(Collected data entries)

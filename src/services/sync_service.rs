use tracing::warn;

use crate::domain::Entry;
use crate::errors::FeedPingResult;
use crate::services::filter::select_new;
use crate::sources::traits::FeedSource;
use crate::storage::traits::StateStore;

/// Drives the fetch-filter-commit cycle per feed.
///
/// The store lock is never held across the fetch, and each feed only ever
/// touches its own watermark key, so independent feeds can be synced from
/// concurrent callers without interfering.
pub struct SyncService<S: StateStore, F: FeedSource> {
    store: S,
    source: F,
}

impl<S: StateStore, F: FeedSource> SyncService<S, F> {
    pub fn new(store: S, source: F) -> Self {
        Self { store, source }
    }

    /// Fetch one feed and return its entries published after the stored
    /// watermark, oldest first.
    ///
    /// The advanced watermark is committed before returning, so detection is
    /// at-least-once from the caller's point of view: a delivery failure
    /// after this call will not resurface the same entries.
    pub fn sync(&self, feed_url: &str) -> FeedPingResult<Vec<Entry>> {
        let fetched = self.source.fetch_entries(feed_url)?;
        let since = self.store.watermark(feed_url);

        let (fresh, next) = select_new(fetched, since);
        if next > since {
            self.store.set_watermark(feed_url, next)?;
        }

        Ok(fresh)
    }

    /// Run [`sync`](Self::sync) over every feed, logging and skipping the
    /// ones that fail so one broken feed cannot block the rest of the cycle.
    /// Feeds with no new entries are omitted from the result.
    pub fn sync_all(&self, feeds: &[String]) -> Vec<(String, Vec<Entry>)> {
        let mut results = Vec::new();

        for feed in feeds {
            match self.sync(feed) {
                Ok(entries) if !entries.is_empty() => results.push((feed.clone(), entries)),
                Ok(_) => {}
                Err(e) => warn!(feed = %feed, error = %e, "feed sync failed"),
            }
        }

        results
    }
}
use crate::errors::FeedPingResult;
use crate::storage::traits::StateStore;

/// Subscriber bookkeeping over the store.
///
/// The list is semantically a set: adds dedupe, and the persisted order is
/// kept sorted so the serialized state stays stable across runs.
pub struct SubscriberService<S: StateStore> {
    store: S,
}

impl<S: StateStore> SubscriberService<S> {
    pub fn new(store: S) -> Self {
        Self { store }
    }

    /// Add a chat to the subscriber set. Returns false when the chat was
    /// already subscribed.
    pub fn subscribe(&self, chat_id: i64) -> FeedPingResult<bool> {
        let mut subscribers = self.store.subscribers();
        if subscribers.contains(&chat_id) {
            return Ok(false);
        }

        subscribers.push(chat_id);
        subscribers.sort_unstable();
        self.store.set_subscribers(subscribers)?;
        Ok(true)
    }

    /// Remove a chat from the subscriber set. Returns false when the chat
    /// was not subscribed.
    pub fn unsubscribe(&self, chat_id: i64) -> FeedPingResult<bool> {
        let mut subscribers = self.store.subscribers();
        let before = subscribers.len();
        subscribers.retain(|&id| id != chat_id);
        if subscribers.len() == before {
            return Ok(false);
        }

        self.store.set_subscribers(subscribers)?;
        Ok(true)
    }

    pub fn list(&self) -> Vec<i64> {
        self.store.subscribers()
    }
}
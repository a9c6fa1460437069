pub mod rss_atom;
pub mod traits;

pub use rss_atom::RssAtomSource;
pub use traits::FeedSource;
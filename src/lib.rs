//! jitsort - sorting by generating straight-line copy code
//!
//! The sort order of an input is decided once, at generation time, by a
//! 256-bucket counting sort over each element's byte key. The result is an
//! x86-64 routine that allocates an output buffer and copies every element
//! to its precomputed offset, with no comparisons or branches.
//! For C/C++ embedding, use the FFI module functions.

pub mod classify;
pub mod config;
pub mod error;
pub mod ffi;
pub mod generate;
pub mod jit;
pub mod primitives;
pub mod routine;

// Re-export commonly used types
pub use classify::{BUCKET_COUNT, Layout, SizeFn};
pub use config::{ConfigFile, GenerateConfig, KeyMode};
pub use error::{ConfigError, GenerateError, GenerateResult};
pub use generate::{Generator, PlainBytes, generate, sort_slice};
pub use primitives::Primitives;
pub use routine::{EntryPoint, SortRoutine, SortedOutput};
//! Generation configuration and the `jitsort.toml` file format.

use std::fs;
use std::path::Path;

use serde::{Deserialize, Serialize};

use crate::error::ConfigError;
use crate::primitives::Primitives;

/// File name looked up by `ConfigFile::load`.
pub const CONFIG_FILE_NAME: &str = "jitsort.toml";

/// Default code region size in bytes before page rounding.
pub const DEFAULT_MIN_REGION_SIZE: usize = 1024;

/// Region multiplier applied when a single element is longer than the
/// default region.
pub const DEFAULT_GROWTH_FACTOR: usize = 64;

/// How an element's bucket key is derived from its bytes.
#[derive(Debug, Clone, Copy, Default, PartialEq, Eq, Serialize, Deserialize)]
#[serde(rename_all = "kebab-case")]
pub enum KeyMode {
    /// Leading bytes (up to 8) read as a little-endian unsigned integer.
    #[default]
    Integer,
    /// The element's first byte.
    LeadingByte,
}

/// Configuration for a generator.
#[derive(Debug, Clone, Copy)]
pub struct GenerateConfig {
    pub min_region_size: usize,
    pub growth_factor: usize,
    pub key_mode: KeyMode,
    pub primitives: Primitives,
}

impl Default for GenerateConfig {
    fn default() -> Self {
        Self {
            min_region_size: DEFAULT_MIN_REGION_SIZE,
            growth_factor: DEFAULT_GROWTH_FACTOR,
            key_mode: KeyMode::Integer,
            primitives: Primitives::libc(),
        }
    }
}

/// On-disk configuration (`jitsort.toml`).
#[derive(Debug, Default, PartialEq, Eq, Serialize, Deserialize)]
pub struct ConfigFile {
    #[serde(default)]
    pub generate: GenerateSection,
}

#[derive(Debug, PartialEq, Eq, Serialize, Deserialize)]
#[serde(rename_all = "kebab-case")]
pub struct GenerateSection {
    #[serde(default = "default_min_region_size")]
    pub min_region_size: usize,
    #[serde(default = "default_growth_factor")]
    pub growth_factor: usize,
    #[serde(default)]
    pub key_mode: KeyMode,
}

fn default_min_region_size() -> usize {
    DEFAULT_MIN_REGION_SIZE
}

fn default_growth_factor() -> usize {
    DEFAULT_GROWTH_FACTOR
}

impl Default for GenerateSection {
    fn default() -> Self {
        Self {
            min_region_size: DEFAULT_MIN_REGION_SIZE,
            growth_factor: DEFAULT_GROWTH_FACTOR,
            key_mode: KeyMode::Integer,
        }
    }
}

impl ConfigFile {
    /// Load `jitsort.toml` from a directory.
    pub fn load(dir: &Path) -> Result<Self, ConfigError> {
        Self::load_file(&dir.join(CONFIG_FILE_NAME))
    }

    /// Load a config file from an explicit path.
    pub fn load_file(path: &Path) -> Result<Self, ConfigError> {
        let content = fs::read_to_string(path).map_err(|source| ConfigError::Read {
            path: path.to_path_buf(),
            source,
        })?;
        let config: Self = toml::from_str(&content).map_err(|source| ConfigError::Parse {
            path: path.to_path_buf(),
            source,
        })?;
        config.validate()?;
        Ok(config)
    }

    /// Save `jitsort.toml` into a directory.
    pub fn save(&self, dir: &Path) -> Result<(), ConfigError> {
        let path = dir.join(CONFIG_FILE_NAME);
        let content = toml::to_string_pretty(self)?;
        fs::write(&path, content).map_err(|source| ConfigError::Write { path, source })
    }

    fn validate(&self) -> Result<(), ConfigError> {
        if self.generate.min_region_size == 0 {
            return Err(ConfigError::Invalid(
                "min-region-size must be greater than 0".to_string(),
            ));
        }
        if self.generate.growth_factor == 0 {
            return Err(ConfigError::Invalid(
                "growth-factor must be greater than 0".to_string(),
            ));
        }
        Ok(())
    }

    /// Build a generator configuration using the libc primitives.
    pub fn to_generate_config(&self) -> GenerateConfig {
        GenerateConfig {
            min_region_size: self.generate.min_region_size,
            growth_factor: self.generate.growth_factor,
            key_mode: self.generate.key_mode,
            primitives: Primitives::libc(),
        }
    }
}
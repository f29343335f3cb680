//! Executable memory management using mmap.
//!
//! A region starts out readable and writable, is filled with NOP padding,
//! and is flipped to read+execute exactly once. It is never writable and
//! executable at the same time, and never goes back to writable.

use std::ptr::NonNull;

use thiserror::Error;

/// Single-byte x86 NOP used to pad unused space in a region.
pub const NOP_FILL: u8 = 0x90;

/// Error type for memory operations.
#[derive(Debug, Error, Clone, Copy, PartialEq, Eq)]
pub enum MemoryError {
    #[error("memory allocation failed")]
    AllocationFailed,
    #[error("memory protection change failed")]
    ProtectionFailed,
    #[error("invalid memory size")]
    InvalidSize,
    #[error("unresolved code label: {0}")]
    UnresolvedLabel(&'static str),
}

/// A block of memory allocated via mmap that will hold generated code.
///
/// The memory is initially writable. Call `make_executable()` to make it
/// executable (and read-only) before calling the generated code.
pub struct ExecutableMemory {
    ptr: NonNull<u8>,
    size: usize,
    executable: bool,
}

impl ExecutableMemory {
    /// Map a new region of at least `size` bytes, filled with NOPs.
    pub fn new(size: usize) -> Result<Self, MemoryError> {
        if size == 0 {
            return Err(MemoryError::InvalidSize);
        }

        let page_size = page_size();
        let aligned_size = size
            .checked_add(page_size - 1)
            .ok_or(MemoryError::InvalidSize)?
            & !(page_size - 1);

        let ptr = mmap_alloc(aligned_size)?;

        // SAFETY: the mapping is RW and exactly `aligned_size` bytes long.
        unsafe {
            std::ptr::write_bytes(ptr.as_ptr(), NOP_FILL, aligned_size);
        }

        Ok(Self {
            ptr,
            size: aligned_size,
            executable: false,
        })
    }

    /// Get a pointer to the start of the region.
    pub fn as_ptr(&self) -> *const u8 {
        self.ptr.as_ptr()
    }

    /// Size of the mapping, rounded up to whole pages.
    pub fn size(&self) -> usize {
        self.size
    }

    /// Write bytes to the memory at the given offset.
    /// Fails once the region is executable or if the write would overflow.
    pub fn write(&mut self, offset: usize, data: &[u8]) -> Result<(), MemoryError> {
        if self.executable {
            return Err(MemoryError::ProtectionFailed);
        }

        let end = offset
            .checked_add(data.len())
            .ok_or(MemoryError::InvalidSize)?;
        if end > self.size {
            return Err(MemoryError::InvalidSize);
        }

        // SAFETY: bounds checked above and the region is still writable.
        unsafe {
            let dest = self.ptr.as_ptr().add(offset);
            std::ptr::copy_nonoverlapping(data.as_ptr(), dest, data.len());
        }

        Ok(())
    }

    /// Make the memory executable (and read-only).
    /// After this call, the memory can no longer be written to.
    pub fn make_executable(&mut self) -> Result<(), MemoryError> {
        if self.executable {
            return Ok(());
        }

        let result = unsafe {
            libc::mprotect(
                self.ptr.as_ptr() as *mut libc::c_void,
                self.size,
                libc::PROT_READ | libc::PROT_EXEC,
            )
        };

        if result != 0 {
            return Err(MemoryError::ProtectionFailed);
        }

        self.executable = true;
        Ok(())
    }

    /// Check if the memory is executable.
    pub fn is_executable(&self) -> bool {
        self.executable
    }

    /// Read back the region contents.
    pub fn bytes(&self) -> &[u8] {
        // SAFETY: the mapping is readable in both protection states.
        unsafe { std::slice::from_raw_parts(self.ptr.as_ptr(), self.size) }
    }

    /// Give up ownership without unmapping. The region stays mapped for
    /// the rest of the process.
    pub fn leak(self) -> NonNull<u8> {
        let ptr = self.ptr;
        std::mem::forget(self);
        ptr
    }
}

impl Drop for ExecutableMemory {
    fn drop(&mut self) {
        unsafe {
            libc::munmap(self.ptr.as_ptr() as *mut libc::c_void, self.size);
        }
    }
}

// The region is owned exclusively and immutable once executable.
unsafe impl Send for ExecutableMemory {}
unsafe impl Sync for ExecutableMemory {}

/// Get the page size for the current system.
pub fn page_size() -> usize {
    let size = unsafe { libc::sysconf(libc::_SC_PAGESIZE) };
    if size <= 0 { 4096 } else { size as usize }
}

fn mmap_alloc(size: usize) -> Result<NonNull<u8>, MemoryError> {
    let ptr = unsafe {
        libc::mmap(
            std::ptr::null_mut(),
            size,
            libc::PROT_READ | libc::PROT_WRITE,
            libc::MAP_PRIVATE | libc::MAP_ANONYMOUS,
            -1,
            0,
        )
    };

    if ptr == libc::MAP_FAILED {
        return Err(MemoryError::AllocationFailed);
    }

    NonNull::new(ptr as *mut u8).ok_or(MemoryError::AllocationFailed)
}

WHAT TO DO: Starting at the first line of the records above, please copy each line exactly until you reach the line containing "let fetched = self.source.fetch_entries(feed_url)?;". Include that line and stop there.

SOLUTION TO THE PROBLEM:
filename src/services/sync_service.rs
use tracing::warn;

use crate::domain::Entry;
use crate::errors::FeedPingResult;
use crate::services::filter::select_new;
use crate::sources::traits::FeedSource;
use crate::storage::traits::StateStore;

/// Drives the fetch-filter-commit cycle per feed.
///
/// The store lock is never held across the fetch, and each feed only ever
/// touches its own watermark key, so independent feeds can be synced from
/// concurrent callers without interfering.
pub struct SyncService<S: StateStore, F: FeedSource> {
    store: S,
    source: F,
}

impl<S: StateStore, F: FeedSource> SyncService<S, F> {
    pub fn new(store: S, source: F) -> Self {
        Self { store, source }
    }

    /// Fetch one feed and return its entries published after the stored
    /// watermark, oldest first.
    ///
    /// The advanced watermark is committed before returning, so detection is
    /// at-least-once from the caller's point of view: a delivery failure
    /// after this call will not resurface the same entries.
    pub fn sync(&self, feed_url: &str) -> FeedPingResult<Vec<Entry>> {
        let fetched = self.source.fetch_entries(feed_url)?;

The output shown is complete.